I love The Big Bang Theory. For the LONGEST time I would sit next to my husband pretending I hated it, while secretly laughing uncontrollably inside, then one day, the laugh came out. 

I'm a nerd. I love reading. 

I keep a random basket of socks that we dig through because mating socks is insane. We were wearing mismatched socks before it became "popular." 

When I moved out at 21 all I could cook was ramen noodles and mac-n-cheese! I'm really not sure how we survived. 

Before becoming a SAHM, I held 5 different postions at the SAME company. 

I have a freckle on the bottom/center of my right foot. 

I've encouraged my mom and aunt to both eat Wasabi, proclaiming "It's very good" (though they never saw me eat it ... dummies ;) ) and they took a little more than desired. It called for a good laugh.

I'm very shy which comes across as snobby, and I don't mean for it to

When I was a teenager, I broke my pinky in my sleep at summer camp. 

I met my love at the same camp. 



Thursday, January 30, 2014

Media and Marriage

Today I'm linking up with Courtney at Women Living Well to discuss how media has affected my marriage. (I'm actually a day late, but it's better late than never right?!?) ;) 

First off, if you haven't read her book Women Living Well I ENCOURAGE you (for the second time) to pick it up at your local bookstore or get it on Amazon. I read the book in one weekend, and it's simple truth that sometimes we can neglect. You won't be sorry if you read it!

Earlier this month I blogged on how I deleted my Facebook. Why? Because it was affecting my marriage, my family, my being. I just had wool over my eyes and didn't want to admit it. I believe in marriages, that husbands are to be the leaders (both spiritual and physical) and we as wives are suppose to be his helper. So, if something is laid on my husband's heart, then I should be willing to follow his leading. Well, my husband deleted his Facebook in early November and he asked me to join him. I didn't. I was disrespecting his leadership and guidance. 

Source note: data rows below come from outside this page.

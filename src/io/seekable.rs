//! Seekable reader trait
//!
//! Unifies readers that support both reading and seeking, so TIFF
//! structures can be parsed from files and in-memory cursors alike.

use std::io::{Read, Seek};

/// Trait for readers that can both read and seek
pub trait SeekableReader: Read + Seek + Send + Sync {}

// Blanket implementation for any type that implements the required traits
impl<T: Read + Seek + Send + Sync> SeekableReader for T {}
//! N-dimensional region box
//!
//! A `RegionBox` selects a hyper-rectangle of a raster by its start
//! (inclusive) and stop (exclusive) coordinate on every axis, in element
//! units, with (0, ..., 0) at the first element of the array.

use std::fmt;

use crate::errors::{TileError, TileResult};

/// Region of a raster (in element coordinates, one range per axis)
#[derive(Debug, Clone, PartialEq, Eq, Hash)]
pub struct RegionBox {
    /// First coordinate on each axis
    start: Vec<usize>,
    /// One past the last coordinate on each axis
    stop: Vec<usize>,
}

impl RegionBox {
    /// Create a new region from per-axis start and stop coordinates
    ///
    /// Fails when the two have different lengths or a start exceeds its stop.
    pub fn new(start: Vec<usize>, stop: Vec<usize>) -> TileResult<Self> {
        if start.len() != stop.len() {
            return Err(TileError::GenericError(format!(
                "region start has {} axes but stop has {}",
                start.len(), stop.len()
            )));
        }
        if let Some(axis) = (0..start.len()).find(|&i| start[i] > stop[i]) {
            return Err(TileError::GenericError(format!(
                "region axis {} starts at {} after its stop {}",
                axis, start[axis], stop[axis]
            )));
        }
        Ok(RegionBox { start, stop })
    }

    /// Region covering an entire array of the given shape
    pub fn full(shape: &[usize]) -> Self {
        RegionBox {
            start: vec![0; shape.len()],
            stop: shape.to_vec(),
        }
    }

    /// Start coordinate on each axis
    pub fn start(&self) -> &[usize] {
        &self.start
    }

    /// Stop coordinate (exclusive) on each axis
    pub fn stop(&self) -> &[usize] {
        &self.stop
    }

    /// Number of axes
    pub fn ndim(&self) -> usize {
        self.start.len()
    }

    /// Extent of the region along each axis
    pub fn shape(&self) -> Vec<usize> {
        self.start.iter().zip(&self.stop).map(|(a, b)| b - a).collect()
    }

    /// Number of elements in the region
    pub fn len(&self) -> usize {
        self.shape().iter().product()
    }

    /// Whether the region selects nothing
    pub fn is_empty(&self) -> bool {
        self.len() == 0
    }

    /// Whether the coordinate lies inside the region
    pub fn contains(&self, coords: &[usize]) -> bool {
        coords.len() == self.ndim()
            && coords.iter().enumerate().all(|(i, &c)| c >= self.start[i] && c < self.stop[i])
    }

    /// Restrict one axis to `[start, stop)`
    pub fn with_axis(mut self, axis: usize, start: usize, stop: usize) -> Self {
        self.start[axis] = start;
        self.stop[axis] = stop;
        self
    }

    /// Checks that the region has the rank of `shape` and fits inside it
    pub fn check_within(&self, shape: &[usize]) -> TileResult<()> {
        if self.ndim() != shape.len() {
            return Err(TileError::GenericError(format!(
                "region has {} axes but the raster has {}",
                self.ndim(), shape.len()
            )));
        }
        if let Some(axis) = (0..shape.len()).find(|&i| self.stop[i] > shape[i]) {
            return Err(TileError::GenericError(format!(
                "region stops at {} on axis {} of length {}",
                self.stop[axis], axis, shape[axis]
            )));
        }
        Ok(())
    }
}

impl fmt::Display for RegionBox {
    fn fmt(&self, f: &mut fmt::Formatter<'_>) -> fmt::Result {
        write!(f, "[")?;
        for (i, (a, b)) in self.start.iter().zip(&self.stop).enumerate() {
            if i > 0 {
                write!(f, ", ")?;
            }
            write!(f, "{}:{}", a, b)?;
        }
        write!(f, "]")
    }
}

He knew it was affecting us. Over the past year I've spent waaaaay too many hours on there. I would look at other people's marriages and think "man, how did they get so perfect." I would look at the huge ring someones husband bought them "just because" and wonder "why can't my husband do that?" I was beginning to feel discontent. 

Then it hit me, the funny thing about Facebook, Instagram,  Pinterest, Twitter, and Blogs is that we can shield the public from the nastiness of our everyday lives. We can showcase a picture of us and our husbands all cuddled up on the couch with a hot cup of coffee all in love, but we don't have to showcase the argument we just had ten minutes ago. We can showcase the lavish things he buys us, but we don't have to show the fact that finances are at an all time low and he really didn't have the money to buy that thing. We can show him playing and goofing off with the kids, but we don't show that moments before he overreacted to a spilled cup of juice. 

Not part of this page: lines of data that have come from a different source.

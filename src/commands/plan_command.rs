//! Tiling plan command
//!
//! Opens a TIFF, resolves the tiling and prints the grid: raster shape and
//! dtype, per-axis extent/step/count, normalization bounds and the box of
//! every tile.

use clap::ArgMatches;
use log::info;

use crate::commands::command_traits::Command;
use crate::commands::options;
use crate::errors::TileResult;
use crate::raster::RasterSource;
use crate::tiling::{QuantileBounds, TileConfig, TiledRaster};

/// Command printing the tile grid of a file
pub struct PlanCommand {
    /// Path to the input file
    input_file: String,
    /// Tiling parameters
    config: TileConfig,
    /// Whether to list every tile
    verbose: bool,
}

impl PlanCommand {
    /// Create a new plan command
    ///
    /// # Arguments
    /// * `args` - CLI argument matches from clap
    pub fn new(args: &ArgMatches) -> TileResult<Self> {
        Ok(PlanCommand {
            input_file: options::input_file(args)?,
            config: options::tile_config(args)?,
            verbose: args.get_flag("verbose"),
        })
    }

    /// Render the plan as text lines
    pub fn render<S: RasterSource>(tiled: &TiledRaster<S>, list_tiles: bool) -> Vec<String> {
        let mut lines = Vec::new();
        let geometry = tiled.geometry();

        lines.push(format!("Shape: {:?} ({})", tiled.shape(), tiled.source().dtype()));
        for axis in geometry.axes() {
            lines.push(format!(
                "  Axis {}: extent {}, step {}, {} tiles",
                axis.axis, axis.extent, axis.step, axis.count
            ));
        }
        lines.push(format!("Tiles: {} (split factor {})", tiled.len(), tiled.split_factor()));

        match tiled.bounds() {
            QuantileBounds::Global { low, high } => {
                lines.push(format!("Bounds: [{}, {}]", low, high));
            }
            QuantileBounds::PerChannel { axis, bounds } => {
                lines.push(format!("Bounds per channel (axis {}):", axis));
                for (ch, (low, high)) in bounds.iter().enumerate() {
                    lines.push(format!("  Channel {}: [{}, {}]", ch, low, high));
                }
            }
        }

        if list_tiles {
            for (i, (tile, _)) in tiled.split().enumerate() {
                lines.push(format!("  Tile {}: {}", i, tile.region()));
            }
        }

        lines
    }
}

impl Command for PlanCommand {
    fn execute(&self) -> TileResult<()> {
        info!("Planning tiles for {}", self.input_file);
        let tiled = TiledRaster::open(&self.input_file, self.config.clone())?;

        for line in Self::render(&tiled, self.verbose || tiled.len() <= 64) {
            println!("{}", line);
        }

        Ok(())
    }
}

#[cfg(test)]
mod tests {
    use super::*;
    use crate::raster::ArraySource;
    use ndarray::{Array, IxDyn};

    #[test]
    fn renders_geometry_and_tiles() {
        let data = Array::from_shape_vec(IxDyn(&[4, 6]), (0..24).map(f64::from).collect()).unwrap();
        let config = TileConfig::default().with_pixel_max(9);
        let tiled = TiledRaster::new(ArraySource::new(data).unwrap(), config).unwrap();

        let lines = PlanCommand::render(&tiled, true);

        assert_eq!(lines[0], "Shape: [4, 6] (float64)");
        assert_eq!(lines[1], "  Axis 0: extent 3, step 3, 2 tiles");
        assert_eq!(lines[3], "Tiles: 4 (split factor 2)");
        assert_eq!(lines.last().unwrap(), "  Tile 3: [3:4, 3:6]");
    }
}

Another  step we made this week is that we've turned off our cable TV. Why? Because it's ugly. It was a conviction we felt and answered it. If you watch the news in our area it's thirty minutes of defeat. Thirty minutes where people have let the devil take priority in their lives. It's heart-breaking and leaves you empty. Kids TV is even ridiculous. I blocked more shows on our networks that our children were not allowed to watch than ones they actually could. Why? Because of the fighting, the sassy-ness, the disrespect to each other and adults. Even "family-friendly" sometimes isn't so family orieneted or friendly for that matter. Last year alone there were multiple TV shows that praised divorce and adulteress men and women. Y'all that's as far from truth as we can get. Yet, we DIG into it. 

Media has had a negative role on our marriage, and we've begin to take the appropriate steps (for us) to fix it. I'm not saying that our marriage was falling apart or anywhere close, but we just want to invest that time that we were spending on various media outlets into each other, into our children, but most importantly into our time with God.

"In the world of reality television and reality blogging, we can miss the reality of God's truth. The reality is we are sinners who married sinners, and that really makes marriage hard. In the world of images, the image of biblical marriage has been severely distorted. Together, let's make Scripture a springboard for our actions and reactions in marriages." - Courtney Joseph, Women Living Well. 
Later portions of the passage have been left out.